◆ **Exercise directions**
Take each line in the entries below that holds "start" and show it.

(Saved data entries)
········
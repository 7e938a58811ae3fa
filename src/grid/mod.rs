//! Canvas → model-input grid.
//!
//! Freehand strokes arrive at whatever resolution the canvas has. Classifiers
//! trained on MNIST-style corpora expect a 28×28 grid where the glyph's
//! bounding box has been scaled to 20 cells and centred, so the raw canvas is
//! downsampled, cropped, rescaled and re-centred here before inference.

pub mod decode;
pub mod normalize;
pub mod stroke;

pub use decode::decode_canvas;
pub use normalize::{bounding_box, downsample, normalize, normalize_grid, BoundingBox};
pub use stroke::{Stroke, StrokeCanvas};

/// Side of the model-input grid.
pub const GRID_SIZE: usize = 28;
/// Longer side of the glyph after bounding-box rescaling.
pub const TARGET_CONTENT: usize = 20;
/// Cells above this intensity count as ink when cropping.
pub const INK_THRESHOLD: f32 = 0.08;
/// Below this total intensity the canvas is treated as blank.
pub const IDLE_INK_SUM: f32 = 2.0;

/// Row-major grid of intensities in [0, 1]; ink is high, background 0.
#[derive(Debug, Clone, PartialEq)]
pub struct NormalizedGrid {
    rows: usize,
    cols: usize,
    cells: Vec<f32>,
}

impl NormalizedGrid {
    pub fn new(rows: usize, cols: usize, cells: Vec<f32>) -> Option<NormalizedGrid> {
        if rows * cols != cells.len() {
            return None;
        }
        Some(NormalizedGrid { rows, cols, cells })
    }

    pub fn blank() -> NormalizedGrid {
        NormalizedGrid { rows: GRID_SIZE, cols: GRID_SIZE, cells: vec![0.0; GRID_SIZE * GRID_SIZE] }
    }

    pub fn rows(&self) -> usize {
        self.rows
    }

    pub fn cols(&self) -> usize {
        self.cols
    }

    pub fn cells(&self) -> &[f32] {
        &self.cells
    }

    pub fn into_cells(self) -> Vec<f32> {
        self.cells
    }

    pub fn at(&self, row: usize, col: usize) -> f32 {
        self.cells[row * self.cols + col]
    }

    pub fn ink_sum(&self) -> f32 {
        self.cells.iter().sum()
    }

    /// Too faint to be a glyph; predictions are suppressed.
    pub fn is_blank(&self) -> bool {
        self.ink_sum() < IDLE_INK_SUM
    }

    /// Swaps the row and column axes: `out[c*R + r] = in[r*C + c]`.
    pub fn transposed(&self) -> NormalizedGrid {
        let (r_n, c_n) = (self.rows, self.cols);
        let mut out = vec![0.0; self.cells.len()];
        for r in 0..r_n {
            for c in 0..c_n {
                out[c * r_n + r] = self.cells[r * c_n + c];
            }
        }
        NormalizedGrid { rows: c_n, cols: r_n, cells: out }
    }

    /// Text rendering for terminals, darkest glyph for the strongest ink.
    pub fn to_ascii(&self) -> String {
        const RAMP: &[u8] = b" .:-=+*#%@";
        let mut s = String::with_capacity((self.cols + 1) * self.rows);
        for row in self.cells.chunks(self.cols) {
            for &v in row {
                let idx = (v.clamp(0.0, 1.0) * (RAMP.len() - 1) as f32).round() as usize;
                s.push(RAMP[idx] as char);
            }
            s.push('\n');
        }
        s
    }
}

#[cfg(test)]
mod tests {
    use super::*;

    #[test]
    fn transpose_permutes_every_cell() {
        let cells: Vec<f32> = (0..GRID_SIZE * GRID_SIZE).map(|i| i as f32).collect();
        let g = NormalizedGrid::new(GRID_SIZE, GRID_SIZE, cells).unwrap();
        let t = g.transposed();
        for r in 0..GRID_SIZE {
            for c in 0..GRID_SIZE {
                assert_eq!(t.cells()[c * GRID_SIZE + r], g.cells()[r * GRID_SIZE + c]);
            }
        }
        assert_eq!(t.transposed(), g);
    }

    #[test]
    fn transpose_swaps_dims_of_rectangular_grid() {
        let g = NormalizedGrid::new(2, 3, vec![1.0, 2.0, 3.0, 4.0, 5.0, 6.0]).unwrap();
        let t = g.transposed();
        assert_eq!((t.rows(), t.cols()), (3, 2));
        assert_eq!(t.cells(), &[1.0, 4.0, 2.0, 5.0, 3.0, 6.0]);
    }

    #[test]
    fn blank_threshold() {
        assert!(NormalizedGrid::blank().is_blank());
        let mut cells = vec![0.0; 784];
        cells[..3].copy_from_slice(&[1.0, 1.0, 0.5]);
        let g = NormalizedGrid::new(28, 28, cells).unwrap();
        assert!((g.ink_sum() - 2.5).abs() < 1e-6);
        assert!(!g.is_blank());
    }

    #[test]
    fn ascii_has_one_line_per_row() {
        let s = NormalizedGrid::blank().to_ascii();
        assert_eq!(s.lines().count(), GRID_SIZE);
        assert!(s.lines().all(|l| l.len() == GRID_SIZE && l.trim().is_empty()));
    }
}
/// ferrite-sketch Studio
///
/// Draw a digit or a letter in the browser and watch the prediction and the
/// network diagram update while you draw. Served by a synchronous tiny_http
/// server; no JavaScript frameworks required.
///
/// Run with:
///   cargo run --bin studio --release -- [config.json]
/// Then open the address printed in the banner.

mod state;
mod render;
mod routes;
mod handlers;

use std::path::PathBuf;
use std::process::ExitCode;
use std::sync::Arc;

use tiny_http::Server;

use ferrite_sketch::pipeline::{self, LoadOutcome};
use ferrite_sketch::{ModeKey, SketchConfig};

use state::StudioState;

fn main() -> ExitCode {
    env_logger::Builder::from_env(env_logger::Env::default().default_filter_or("info")).init();

    let config_path = std::env::args()
        .nth(1)
        .map(PathBuf::from)
        .unwrap_or_else(|| PathBuf::from("ferrite-sketch.json"));
    let config = match SketchConfig::load_or_init(&config_path) {
        Ok(c) => c,
        Err(e) => {
            log::error!("{}", e);
            return ExitCode::FAILURE;
        }
    };

    let addr = config.addr.clone();
    let server = match Server::http(&addr) {
        Ok(s) => s,
        Err(e) => {
            log::error!("failed to bind {}: {}", addr, e);
            return ExitCode::FAILURE;
        }
    };

    let shared_state = Arc::new(StudioState::new(config));

    println!("╔══════════════════════════════════════════════╗");
    println!("║          ferrite-sketch Studio               ║");
    println!("╠══════════════════════════════════════════════╣");
    println!("║  Open in your browser:                       ║");
    println!("║  http://{:<37}║", addr);
    println!("╠══════════════════════════════════════════════╣");
    println!("║  Tabs: Digits | Letters                      ║");
    println!("╚══════════════════════════════════════════════╝");

    // Models load in the background; the page reports "Model not loaded"
    // for a mode until its load finishes.
    for key in ModeKey::ALL {
        let state = shared_state.clone();
        std::thread::spawn(move || {
            let path = state.config.model_path(key);
            let outcome = pipeline::load_path(state.context(key), &path);
            if outcome != LoadOutcome::Installed {
                log::warn!("{}: {}", key, outcome.status_text(key));
            }
        });
    }

    // One thread per request so a slow prediction in one mode never stalls
    // the other mode or page loads.
    for request in server.incoming_requests() {
        let state_clone = shared_state.clone();
        std::thread::spawn(move || {
            routes::dispatch(request, state_clone);
        });
    }
    ExitCode::SUCCESS
}
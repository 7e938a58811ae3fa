/// Page renderer for the sketch studio.
///
/// The studio serves a single HTML template (`studio/assets/studio.html`)
/// with `{{TOKEN}}` placeholders, loaded at compile time. Mode-specific
/// tokens are filled by the caller; anything left over is blanked.

const TEMPLATE: &str = include_str!("assets/studio.html");

pub fn render_page<F>(fill: F) -> String
where
    F: FnOnce(String) -> String,
{
    blank_remaining(fill(TEMPLATE.to_owned()))
}

/// Replaces any `{{TOKEN}}` that wasn't substituted with an empty string.
fn blank_remaining(mut html: String) -> String {
    while let Some(start) = html.find("{{") {
        match html[start..].find("}}") {
            Some(end) => html.replace_range(start..start + end + 2, ""),
            None => break,
        }
    }
    html
}

/// Minimal HTML escaping for text interpolated into the template.
pub fn html_escape(s: &str) -> String {
    s.replace('&', "&amp;")
        .replace('<', "&lt;")
        .replace('>', "&gt;")
        .replace('"', "&quot;")
}
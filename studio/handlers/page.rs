use std::io::Cursor;

use tiny_http::Response;

use ferrite_sketch::ModeKey;

use crate::render::{html_escape, render_page};
use crate::state::SharedState;

/// `GET /`
pub fn handle_get(state: &SharedState) -> Response<Cursor<Vec<u8>>> {
    let status = |key: ModeKey| {
        if state.context(key).is_ready() {
            format!("{} model ready", key)
        } else {
            "Model not loaded".to_string()
        }
    };
    let page = render_page(|tmpl| {
        tmpl.replace("{{CANVAS_SIZE}}", &state.config.canvas_size.to_string())
            .replace("{{DIGIT_STATUS}}", &html_escape(&status(ModeKey::Digit)))
            .replace("{{LETTER_STATUS}}", &html_escape(&status(ModeKey::Letter)))
    });
    crate::routes::html_response(page)
}
//! Raw model output → class probabilities.

use crate::error::{Result, SketchError};

/// Turns the tail of a raw output vector into `class_count` probabilities.
///
/// Only the last `class_count` values are used, since some exports prepend
/// auxiliary outputs. Values that already form a distribution pass through;
/// anything else (logits, log-probabilities) goes through a stable softmax.
pub fn normalize_probabilities(raw: &[f32], class_count: usize) -> Result<Vec<f32>> {
    if raw.len() < class_count || class_count == 0 {
        return Err(SketchError::ShapeMismatch { expected: class_count, actual: raw.len() });
    }
    let tail = &raw[raw.len() - class_count..];
    if is_distribution(tail) {
        Ok(tail.to_vec())
    } else {
        Ok(softmax(tail))
    }
}

/// Non-negative, max ≤ 1.0001 and summing into (0.99, 1.01).
pub fn is_distribution(values: &[f32]) -> bool {
    let mut sum = 0.0f32;
    for &v in values {
        if !(0.0..=1.0001).contains(&v) {
            return false;
        }
        sum += v;
    }
    sum > 0.99 && sum < 1.01
}

/// Bound that non-finite outputs are pinned to before softmax.
const LOGIT_BOUND: f32 = 1e30;

/// NaN and `-inf` sink to the lowest logit, `+inf` rises to the highest.
pub fn finite_logit(v: f32) -> f32 {
    if v.is_nan() {
        -LOGIT_BOUND
    } else {
        v.clamp(-LOGIT_BOUND, LOGIT_BOUND)
    }
}

/// Max-shifted softmax over finite-pinned values; the denominator never
/// drops below 1.
pub fn softmax(values: &[f32]) -> Vec<f32> {
    let values: Vec<f32> = values.iter().map(|&v| finite_logit(v)).collect();
    let max = values.iter().cloned().fold(-LOGIT_BOUND, f32::max);
    let exps: Vec<f32> = values.iter().map(|v| (v - max).exp()).collect();
    let sum: f32 = exps.iter().sum();
    let denom = if sum > 0.0 { sum } else { 1.0 };
    exps.into_iter().map(|e| e / denom).collect()
}

/// Index of the largest value; ties resolve to the first. `None` on empty input.
pub fn argmax(values: &[f32]) -> Option<usize> {
    values
        .iter()
        .enumerate()
        .fold(None, |best: Option<(usize, f32)>, (i, &v)| match best {
            Some((_, b)) if b >= v => best,
            _ => Some((i, v)),
        })
        .map(|(i, _)| i)
}

#[cfg(test)]
mod tests {
    use super::*;

    fn assert_distribution(p: &[f32]) {
        let sum: f32 = p.iter().sum();
        assert!((sum - 1.0).abs() <= 1e-4, "sum {}", sum);
        assert!(p.iter().all(|v| (0.0..=1.0).contains(v)));
    }

    #[test]
    fn logits_go_through_softmax() {
        let raw = [2.0, 1.0, 0.1, -0.5, 0.0, 0.3, -1.0, 0.7, 1.5, -2.0];
        let p = normalize_probabilities(&raw, 10).unwrap();
        assert_eq!(p.len(), 10);
        assert_distribution(&p);
        assert_eq!(argmax(&p), argmax(&raw));
        assert_eq!(argmax(&p), Some(0));
    }

    #[test]
    fn existing_distribution_passes_through() {
        let mut raw = vec![0.05f32; 10];
        raw[3] = 0.55;
        let p = normalize_probabilities(&raw, 10).unwrap();
        assert_eq!(p, raw);
    }

    #[test]
    fn leading_auxiliary_values_are_sliced_off() {
        let mut raw = vec![99.0, -4.0];
        raw.extend([0.1f32; 10]);
        let p = normalize_probabilities(&raw, 10).unwrap();
        assert_eq!(p, vec![0.1f32; 10]);
    }

    #[test]
    fn short_output_is_a_shape_mismatch() {
        let err = normalize_probabilities(&[0.1; 8], 10).unwrap_err();
        match err {
            SketchError::ShapeMismatch { expected, actual } => assert_eq!((expected, actual), (10, 8)),
            other => panic!("unexpected {:?}", other),
        }
        assert!(normalize_probabilities(&[0.1; 8], 10)
            .unwrap_err()
            .to_string()
            .contains("expected 10 classes, got 8"));
    }

    #[test]
    fn huge_and_negative_inputs_stay_finite() {
        for raw in [
            vec![1e30f32, -1e30, 0.0, 5.0],
            vec![-1000.0; 4],
            vec![0.0; 4],
            vec![0.3, 0.3, 0.3, 0.3],
            vec![-0.1, 0.5, 0.3, 0.3],
        ] {
            let p = normalize_probabilities(&raw, 4).unwrap();
            assert_distribution(&p);
        }
    }

    #[test]
    fn non_finite_outputs_still_form_a_distribution() {
        let inf = f32::INFINITY;
        let p = normalize_probabilities(&[inf, 0.0, 1.0, 2.0], 4).unwrap();
        assert_distribution(&p);
        assert_eq!(argmax(&p), Some(0));

        let p = normalize_probabilities(&[-inf; 4], 4).unwrap();
        assert_distribution(&p);
        assert!(p.iter().all(|v| (v - 0.25).abs() < 1e-6));

        let p = normalize_probabilities(&[f32::NAN, 0.0, 1.0, 2.0], 4).unwrap();
        assert_distribution(&p);
        assert!(p[0] < 1e-6);
        assert_eq!(argmax(&p), Some(3));

        let p = normalize_probabilities(&[inf, inf, f32::NAN, -inf], 4).unwrap();
        assert_distribution(&p);
        assert_eq!(argmax(&p), Some(0));
    }

    #[test]
    fn argmax_edge_cases() {
        assert_eq!(argmax(&[]), None);
        assert_eq!(argmax(&[0.2, 0.7, 0.7]), Some(1));
    }
}
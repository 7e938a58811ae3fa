use std::fs;
use std::path::{Path, PathBuf};

use serde::{Deserialize, Serialize};

use crate::error::{Result, SketchError};
use crate::mode::{ModeConfig, ModeKey};

/// Front-end settings kept in a JSON file next to the models.
///
/// Mode presets (class count, labels, orientation) are fixed; only where the
/// model files live and where the studio listens can be changed.
#[derive(Debug, Clone, PartialEq, Serialize, Deserialize)]
#[serde(default)]
pub struct SketchConfig {
    pub addr: String,
    pub digit_model: Option<PathBuf>,
    pub letter_model: Option<PathBuf>,
    /// Canvas edge in pixels for stroke files rendered by the CLI.
    pub canvas_size: u32,
}

impl Default for SketchConfig {
    fn default() -> Self {
        SketchConfig {
            addr: "127.0.0.1:7878".to_string(),
            digit_model: None,
            letter_model: None,
            canvas_size: 280,
        }
    }
}

impl SketchConfig {
    /// Reads `path`, or writes and returns the defaults if it does not exist.
    pub fn load_or_init(path: &Path) -> Result<SketchConfig> {
        if path.exists() {
            let contents = fs::read_to_string(path)?;
            serde_json::from_str(&contents)
                .map_err(|e| SketchError::Config(format!("failed to parse {}: {}", path.display(), e)))
        } else {
            if let Some(parent) = path.parent().filter(|p| !p.as_os_str().is_empty()) {
                fs::create_dir_all(parent)?;
            }
            let value = SketchConfig::default();
            let serialized = serde_json::to_string_pretty(&value)
                .map_err(|e| SketchError::Config(e.to_string()))?;
            fs::write(path, serialized)?;
            log::info!("wrote default config to {}", path.display());
            Ok(value)
        }
    }

    /// Configured model path for `key`, falling back to the mode's default.
    pub fn model_path(&self, key: ModeKey) -> PathBuf {
        let over = match key {
            ModeKey::Digit => &self.digit_model,
            ModeKey::Letter => &self.letter_model,
        };
        over.clone()
            .unwrap_or_else(|| PathBuf::from(ModeConfig::for_key(key).default_model))
    }
}
use std::io::Cursor;

use serde::Serialize;
use tiny_http::{Request, Response};

use ferrite_sketch::pipeline::{self, Prediction, Report, TickOutcome};
use ferrite_sketch::viz::{self, render_svg, Canvas};
use ferrite_sketch::ModeKey;

use crate::state::SharedState;

#[derive(Serialize)]
struct PredictResponse<'a> {
    mode: ModeKey,
    /// One of `cold`, `busy`, `idle`, `ready`, `error`.
    outcome: &'static str,
    status: String,
    report: Option<&'a Report>,
    svg: String,
}

// ---------------------------------------------------------------------------
// POST /predict/<mode>
// ---------------------------------------------------------------------------

/// Body is the encoded canvas (PNG from `canvas.toBlob`). A request that
/// arrives while this mode is already predicting is answered with `busy`
/// straight away; the page re-sends the latest canvas afterwards.
pub fn handle(request: &mut Request, state: &SharedState, key: ModeKey) -> Response<Cursor<Vec<u8>>> {
    let ctx = state.context(key);
    let body = match crate::routes::read_body(request) {
        Ok(b) => b,
        Err(e) => {
            log::warn!("{}: failed to read canvas upload: {}", key, e);
            return crate::routes::json_response(400, &serde_json::json!({
                "mode": key,
                "outcome": "error",
                "status": format!("Error: {}", e),
            }));
        }
    };

    let outcome = pipeline::tick_bytes(ctx, &body);
    let status = outcome.status_text();
    let (label, report) = match &outcome {
        TickOutcome::Cold => ("cold", None),
        TickOutcome::Busy => ("busy", None),
        TickOutcome::Failed(_) => ("error", None),
        TickOutcome::Done(Prediction::Idle(r)) => ("idle", Some(r)),
        TickOutcome::Done(Prediction::Ready(r)) => ("ready", Some(r)),
    };

    let svg = match report {
        Some(r) => render_svg(&r.layers, &r.activity, Canvas::default()),
        None => {
            let layers = ctx.layers();
            render_svg(&layers, &viz::idle(&layers), Canvas::default())
        }
    };

    crate::routes::json_response(200, &PredictResponse { mode: key, outcome: label, status, report, svg })
}
use serde::{Serialize, Deserialize};
use std::f32::consts::PI;

use crate::probability::finite_logit;

/// Per-layer activation of a dense model file.
///
/// Only the forward direction is needed here; models arrive already trained.
#[derive(Debug, Clone, PartialEq, Serialize, Deserialize)]
pub enum ActivationFunction {
    Sigmoid,
    ReLU,
    Identity,
    /// Vector-valued; see `ActivationFunction::apply`.
    Softmax,
    Tanh,
    LeakyReLU { alpha: f32 },
    Elu { alpha: f32 },
    Gelu,
    Swish,
}

impl ActivationFunction {
    /// Applies the activation in place to a whole layer output.
    pub fn apply(&self, z: &mut [f32]) {
        match self {
            ActivationFunction::Softmax => softmax_in_place(z),
            other => z.iter_mut().for_each(|x| *x = other.scalar(*x)),
        }
    }

    fn scalar(&self, x: f32) -> f32 {
        match self {
            ActivationFunction::Sigmoid => 1.0 / (1.0 + (-x).exp()),
            ActivationFunction::ReLU => x.max(0.0),
            ActivationFunction::Identity | ActivationFunction::Softmax => x,
            ActivationFunction::Tanh => x.tanh(),
            ActivationFunction::LeakyReLU { alpha } => if x > 0.0 { x } else { alpha * x },
            ActivationFunction::Elu { alpha } => if x > 0.0 { x } else { alpha * (x.exp() - 1.0) },
            ActivationFunction::Gelu => {
                let c = (2.0_f32 / PI).sqrt();
                0.5 * x * (1.0 + (c * (x + 0.044715 * x.powi(3))).tanh())
            }
            ActivationFunction::Swish => x / (1.0 + (-x).exp()),
        }
    }

    /// ReLU-family layers get He init, everything else Xavier.
    pub fn prefers_he_init(&self) -> bool {
        matches!(self, ActivationFunction::ReLU | ActivationFunction::LeakyReLU { .. })
    }
}

fn softmax_in_place(z: &mut [f32]) {
    for x in z.iter_mut() {
        *x = finite_logit(*x);
    }
    let max = z.iter().cloned().fold(f32::MIN, f32::max);
    let mut sum = 0.0;
    for x in z.iter_mut() {
        *x = (*x - max).exp();
        sum += *x;
    }
    if sum > 0.0 {
        z.iter_mut().for_each(|x| *x /= sum);
    }
}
········
◆ **Task answer**
    while let Some(start) = html.find("{{") {
        match html[start..].find("}}") {
            Some(end) => html.replace_range(start..start + end + 2, ""),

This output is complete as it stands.